Saved entries

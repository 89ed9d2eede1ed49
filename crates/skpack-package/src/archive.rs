use crate::PackageError;
use flate2::read::GzDecoder;
use flate2::write::GzEncoder;
use flate2::Compression;
use serde::{Deserialize, Serialize};
use skpack_schema::ResourcePath;
use std::fmt;
use std::fs;
use std::io::{self, Read};
use std::path::{Path, PathBuf};
use std::str::FromStr;
use tempfile::NamedTempFile;
use tracing::{debug, warn};
use walkdir::WalkDir;
use zip::write::SimpleFileOptions;
use zip::{CompressionMethod, ZipArchive, ZipWriter};

const FILE_MODE: u32 = 0o644;

#[derive(Debug, Clone, Copy, Default, PartialEq, Eq, Serialize, Deserialize)]
pub enum ArchiveFormat {
    #[default]
    #[serde(rename = "zip")]
    Zip,
    #[serde(rename = "tar.gz")]
    TarGz,
}

impl ArchiveFormat {
    pub fn extension(self) -> &'static str {
        match self {
            ArchiveFormat::Zip => "zip",
            ArchiveFormat::TarGz => "tar.gz",
        }
    }

    /// Guess the format from a file name.
    pub fn from_path(path: &Path) -> Option<Self> {
        let name = path.file_name()?.to_str()?;
        if name.ends_with(".zip") {
            Some(ArchiveFormat::Zip)
        } else if name.ends_with(".tar.gz") || name.ends_with(".tgz") {
            Some(ArchiveFormat::TarGz)
        } else {
            None
        }
    }
}

impl fmt::Display for ArchiveFormat {
    fn fmt(&self, f: &mut fmt::Formatter<'_>) -> fmt::Result {
        f.write_str(self.extension())
    }
}

impl FromStr for ArchiveFormat {
    type Err = PackageError;

    fn from_str(s: &str) -> Result<Self, Self::Err> {
        match s {
            "zip" => Ok(ArchiveFormat::Zip),
            "tar.gz" | "tgz" => Ok(ArchiveFormat::TarGz),
            other => Err(PackageError::UnsupportedFormat(other.to_owned())),
        }
    }
}

/// A finished archive on disk.
#[derive(Debug, Clone, PartialEq, Eq)]
pub struct ArchiveHandle {
    pub path: PathBuf,
    pub format: ArchiveFormat,
    pub entries: usize,
    pub size: u64,
}

/// Pack every regular file under `source_dir` into a single archive at `dest`.
///
/// Entries are sorted by path and carry no directory records. With
/// `include_root_dir` each entry is prefixed by the name of `source_dir`.
/// The archive is written to a temp file next to `dest` and renamed into place;
/// on failure no archive is left at `dest`, not even one from an earlier run.
pub fn pack(
    source_dir: &Path,
    dest: &Path,
    format: ArchiveFormat,
    include_root_dir: bool,
) -> Result<ArchiveHandle, PackageError> {
    let fail = |e: &dyn fmt::Display| PackageError::archive(dest, e);

    if dest.exists() {
        fs::remove_file(dest).map_err(|e| fail(&e))?;
    }
    if !source_dir.is_dir() {
        return Err(fail(&format!(
            "source directory {} is not readable",
            source_dir.display()
        )));
    }

    let prefix = if include_root_dir {
        let root = source_dir
            .file_name()
            .and_then(|n| n.to_str())
            .ok_or_else(|| fail(&"source directory has no usable name"))?;
        Some(root.to_owned())
    } else {
        None
    };
    let files = collect_files(source_dir, prefix.as_deref()).map_err(|e| fail(&e))?;

    let parent = dest.parent().unwrap_or_else(|| Path::new("."));
    fs::create_dir_all(parent).map_err(|e| fail(&e))?;
    let mut tmp = NamedTempFile::new_in(parent).map_err(|e| fail(&e))?;

    match format {
        ArchiveFormat::Zip => write_zip(tmp.as_file_mut(), &files).map_err(|e| fail(&e))?,
        ArchiveFormat::TarGz => write_tar_gz(tmp.as_file_mut(), &files).map_err(|e| fail(&e))?,
    }
    tmp.as_file().sync_all().map_err(|e| fail(&e))?;
    let file = tmp.persist(dest).map_err(|e| fail(&e.error))?;
    let size = file.metadata().map_err(|e| fail(&e))?.len();

    debug!(
        "packed {} files into {} ({size} bytes)",
        files.len(),
        dest.display()
    );
    Ok(ArchiveHandle {
        path: dest.to_path_buf(),
        format,
        entries: files.len(),
        size,
    })
}

/// List `(entry name, content)` for every file in an archive.
pub fn read_archive(
    path: &Path,
    format: ArchiveFormat,
) -> Result<Vec<(String, Vec<u8>)>, PackageError> {
    let fail = |e: &dyn fmt::Display| PackageError::archive(path, e);
    let file = fs::File::open(path)?;
    let mut out = Vec::new();
    match format {
        ArchiveFormat::Zip => {
            let mut archive = ZipArchive::new(file).map_err(|e| fail(&e))?;
            for i in 0..archive.len() {
                let mut entry = archive.by_index(i).map_err(|e| fail(&e))?;
                if entry.is_dir() {
                    continue;
                }
                let name = entry.name().to_owned();
                let mut data = Vec::new();
                entry.read_to_end(&mut data)?;
                out.push((name, data));
            }
        }
        ArchiveFormat::TarGz => {
            let mut archive = tar::Archive::new(GzDecoder::new(file));
            for entry in archive.entries()? {
                let mut entry = entry?;
                if !entry.header().entry_type().is_file() {
                    continue;
                }
                let name = entry.path()?.to_string_lossy().into_owned();
                let mut data = Vec::new();
                entry.read_to_end(&mut data)?;
                out.push((name, data));
            }
        }
    }
    Ok(out)
}

/// Sorted `(entry name, full path)` pairs for every regular file.
fn collect_files(root: &Path, prefix: Option<&str>) -> io::Result<Vec<(String, PathBuf)>> {
    let mut files = Vec::new();
    for item in WalkDir::new(root).sort_by_file_name() {
        let entry = item.map_err(io::Error::other)?;
        let ft = entry.file_type();
        if ft.is_dir() {
            continue;
        }
        if !ft.is_file() {
            warn!("skipping non-regular file {}", entry.path().display());
            continue;
        }
        let rel = entry
            .path()
            .strip_prefix(root)
            .map_err(|e| io::Error::other(format!("path strip: {e}")))?;
        let rel = ResourcePath::from_relative(rel).map_err(io::Error::other)?;
        let name = match prefix {
            Some(p) => format!("{p}/{rel}"),
            None => rel.into(),
        };
        files.push((name, entry.path().to_path_buf()));
    }
    files.sort_by(|a, b| a.0.cmp(&b.0));
    Ok(files)
}

fn write_zip(out: &mut fs::File, files: &[(String, PathBuf)]) -> Result<(), String> {
    let options = SimpleFileOptions::default()
        .compression_method(CompressionMethod::Deflated)
        .unix_permissions(FILE_MODE);
    let mut zip = ZipWriter::new(out);
    for (name, full) in files {
        zip.start_file(name.as_str(), options)
            .map_err(|e| e.to_string())?;
        let mut src = fs::File::open(full).map_err(|e| format!("{}: {e}", full.display()))?;
        io::copy(&mut src, &mut zip).map_err(|e| e.to_string())?;
    }
    zip.finish().map_err(|e| e.to_string())?;
    Ok(())
}

fn write_tar_gz(out: &mut fs::File, files: &[(String, PathBuf)]) -> Result<(), String> {
    let encoder = GzEncoder::new(out, Compression::default());
    let mut ar = tar::Builder::new(encoder);
    for (name, full) in files {
        let data = fs::read(full).map_err(|e| format!("{}: {e}", full.display()))?;
        let mut header = tar::Header::new_gnu();
        header.set_entry_type(tar::EntryType::Regular);
        header.set_mtime(0);
        header.set_uid(0);
        header.set_gid(0);
        header.set_mode(FILE_MODE);
        header.set_size(data.len() as u64);
        header.set_cksum();
        ar.append_data(&mut header, name, data.as_slice())
            .map_err(|e| e.to_string())?;
    }
    let encoder = ar.into_inner().map_err(|e| e.to_string())?;
    encoder.finish().map_err(|e| e.to_string())?;
    Ok(())
}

TASK REQUIREMENTS:
Write the records again exactly as they stand.

REPLY TO THE EXERCISE:
repository 89ed9d2eede1ed49
filename crates/skpack-package/src/archive.rs
use crate::PackageError;
use flate2::read::GzDecoder;
use flate2::write::GzEncoder;
use flate2::Compression;
use serde::{Deserialize, Serialize};
use skpack_schema::ResourcePath;
use std::fmt;
use std::fs;
use std::io::{self, Read};
use std::path::{Path, PathBuf};
use std::str::FromStr;
use tempfile::NamedTempFile;
use tracing::{debug, warn};
use walkdir::WalkDir;
use zip::write::SimpleFileOptions;
use zip::{CompressionMethod, ZipArchive, ZipWriter};

const FILE_MODE: u32 = 0o644;

#[derive(Debug, Clone, Copy, Default, PartialEq, Eq, Serialize, Deserialize)]
pub enum ArchiveFormat {
    #[default]
    #[serde(rename = "zip")]
    Zip,
    #[serde(rename = "tar.gz")]
    TarGz,
}

impl ArchiveFormat {
    pub fn extension(self) -> &'static str {
        match self {
            ArchiveFormat::Zip => "zip",
            ArchiveFormat::TarGz => "tar.gz",
        }
    }

    /// Guess the format from a file name.
    pub fn from_path(path: &Path) -> Option<Self> {
        let name = path.file_name()?.to_str()?;
        if name.ends_with(".zip") {
            Some(ArchiveFormat::Zip)
        } else if name.ends_with(".tar.gz") || name.ends_with(".tgz") {
            Some(ArchiveFormat::TarGz)
        } else {
            None
        }
    }
}

impl fmt::Display for ArchiveFormat {
    fn fmt(&self, f: &mut fmt::Formatter<'_>) -> fmt::Result {
        f.write_str(self.extension())
    }
}

impl FromStr for ArchiveFormat {
    type Err = PackageError;

    fn from_str(s: &str) -> Result<Self, Self::Err> {
        match s {
            "zip" => Ok(ArchiveFormat::Zip),
            "tar.gz" | "tgz" => Ok(ArchiveFormat::TarGz),
            other => Err(PackageError::UnsupportedFormat(other.to_owned())),
        }
    }
}

/// A finished archive on disk.
#[derive(Debug, Clone, PartialEq, Eq)]
pub struct ArchiveHandle {
    pub path: PathBuf,
    pub format: ArchiveFormat,
    pub entries: usize,
    pub size: u64,
}

/// Pack every regular file under `source_dir` into a single archive at `dest`.
///
/// Entries are sorted by path and carry no directory records. With
/// `include_root_dir` each entry is prefixed by the name of `source_dir`.
/// The archive is written to a temp file next to `dest` and renamed into place;
/// on failure no archive is left at `dest`, not even one from an earlier run.
pub fn pack(
    source_dir: &Path,
    dest: &Path,
    format: ArchiveFormat,
    include_root_dir: bool,
) -> Result<ArchiveHandle, PackageError> {
    let fail = |e: &dyn fmt::Display| PackageError::archive(dest, e);

    if dest.exists() {
        fs::remove_file(dest).map_err(|e| fail(&e))?;
    }
    if !source_dir.is_dir() {
        return Err(fail(&format!(
            "source directory {} is not readable",
            source_dir.display()
        )));
    }

    let prefix = if include_root_dir {
        let root = source_dir
            .file_name()
            .and_then(|n| n.to_str())
            .ok_or_else(|| fail(&"source directory has no usable name"))?;
        Some(root.to_owned())
    } else {
        None
    };
    let files = collect_files(source_dir, prefix.as_deref()).map_err(|e| fail(&e))?;

    let parent = dest.parent().unwrap_or_else(|| Path::new("."));
    fs::create_dir_all(parent).map_err(|e| fail(&e))?;
    let mut tmp = NamedTempFile::new_in(parent).map_err(|e| fail(&e))?;

    match format {
        ArchiveFormat::Zip => write_zip(tmp.as_file_mut(), &files).map_err(|e| fail(&e))?,
        ArchiveFormat::TarGz => write_tar_gz(tmp.as_file_mut(), &files).map_err(|e| fail(&e))?,
    }
    tmp.as_file().sync_all().map_err(|e| fail(&e))?;
    let file = tmp.persist(dest).map_err(|e| fail(&e.error))?;
    let size = file.metadata().map_err(|e| fail(&e))?.len();

    debug!(
        "packed {} files into {} ({size} bytes)",
        files.len(),
        dest.display()
    );
    Ok(ArchiveHandle {
        path: dest.to_path_buf(),
        format,
        entries: files.len(),
        size,
    })
}

/// List `(entry name, content)` for every file in an archive.
pub fn read_archive(
    path: &Path,
    format: ArchiveFormat,
) -> Result<Vec<(String, Vec<u8>)>, PackageError> {
    let fail = |e: &dyn fmt::Display| PackageError::archive(path, e);
    let file = fs::File::open(path)?;
    let mut out = Vec::new();
    match format {
        ArchiveFormat::Zip => {
            let mut archive = ZipArchive::new(file).map_err(|e| fail(&e))?;
            for i in 0..archive.len() {
                let mut entry = archive.by_index(i).map_err(|e| fail(&e))?;
                if entry.is_dir() {
                    continue;
                }
                let name = entry.name().to_owned();
                let mut data = Vec::new();
                entry.read_to_end(&mut data)?;
                out.push((name, data));
            }
        }
        ArchiveFormat::TarGz => {
            let mut archive = tar::Archive::new(GzDecoder::new(file));
            for entry in archive.entries()? {
                let mut entry = entry?;
                if !entry.header().entry_type().is_file() {
                    continue;
                }
                let name = entry.path()?.to_string_lossy().into_owned();
                let mut data = Vec::new();
                entry.read_to_end(&mut data)?;
                out.push((name, data));
            }
        }
    }
    Ok(out)
}

/// Sorted `(entry name, full path)` pairs for every regular file.
fn collect_files(root: &Path, prefix: Option<&str>) -> io::Result<Vec<(String, PathBuf)>> {
    let mut files = Vec::new();
    for item in WalkDir::new(root).sort_by_file_name() {
        let entry = item.map_err(io::Error::other)?;
        let ft = entry.file_type();
        if ft.is_dir() {
            continue;
        }
        if !ft.is_file() {
            warn!("skipping non-regular file {}", entry.path().display());
            continue;
        }
        let rel = entry
            .path()
            .strip_prefix(root)
            .map_err(|e| io::Error::other(format!("path strip: {e}")))?;
        let rel = ResourcePath::from_relative(rel).map_err(io::Error::other)?;
        let name = match prefix {
            Some(p) => format!("{p}/{rel}"),
            None => rel.into(),
        };
        files.push((name, entry.path().to_path_buf()));
    }
    files.sort_by(|a, b| a.0.cmp(&b.0));
    Ok(files)
}

fn write_zip(out: &mut fs::File, files: &[(String, PathBuf)]) -> Result<(), String> {
    let options = SimpleFileOptions::default()
        .compression_method(CompressionMethod::Deflated)
        .unix_permissions(FILE_MODE);
    let mut zip = ZipWriter::new(out);
    for (name, full) in files {
        zip.start_file(name.as_str(), options)
            .map_err(|e| e.to_string())?;
        let mut src = fs::File::open(full).map_err(|e| format!("{}: {e}", full.display()))?;
        io::copy(&mut src, &mut zip).map_err(|e| e.to_string())?;
    }
    zip.finish().map_err(|e| e.to_string())?;
    Ok(())
}

fn write_tar_gz(out: &mut fs::File, files: &[(String, PathBuf)]) -> Result<(), String> {
    let encoder = GzEncoder::new(out, Compression::default());
    let mut ar = tar::Builder::new(encoder);
    for (name, full) in files {
        let data = fs::read(full).map_err(|e| format!("{}: {e}", full.display()))?;
        let mut header = tar::Header::new_gnu();
        header.set_entry_type(tar::EntryType::Regular);
        header.set_mtime(0);
        header.set_uid(0);
        header.set_gid(0);
        header.set_mode(FILE_MODE);
        header.set_size(data.len() as u64);
        header.set_cksum();
        ar.append_data(&mut header, name, data.as_slice())
            .map_err(|e| e.to_string())?;
    }
    let encoder = ar.into_inner().map_err(|e| e.to_string())?;
    encoder.finish().map_err(|e| e.to_string())?;
    Ok(())
}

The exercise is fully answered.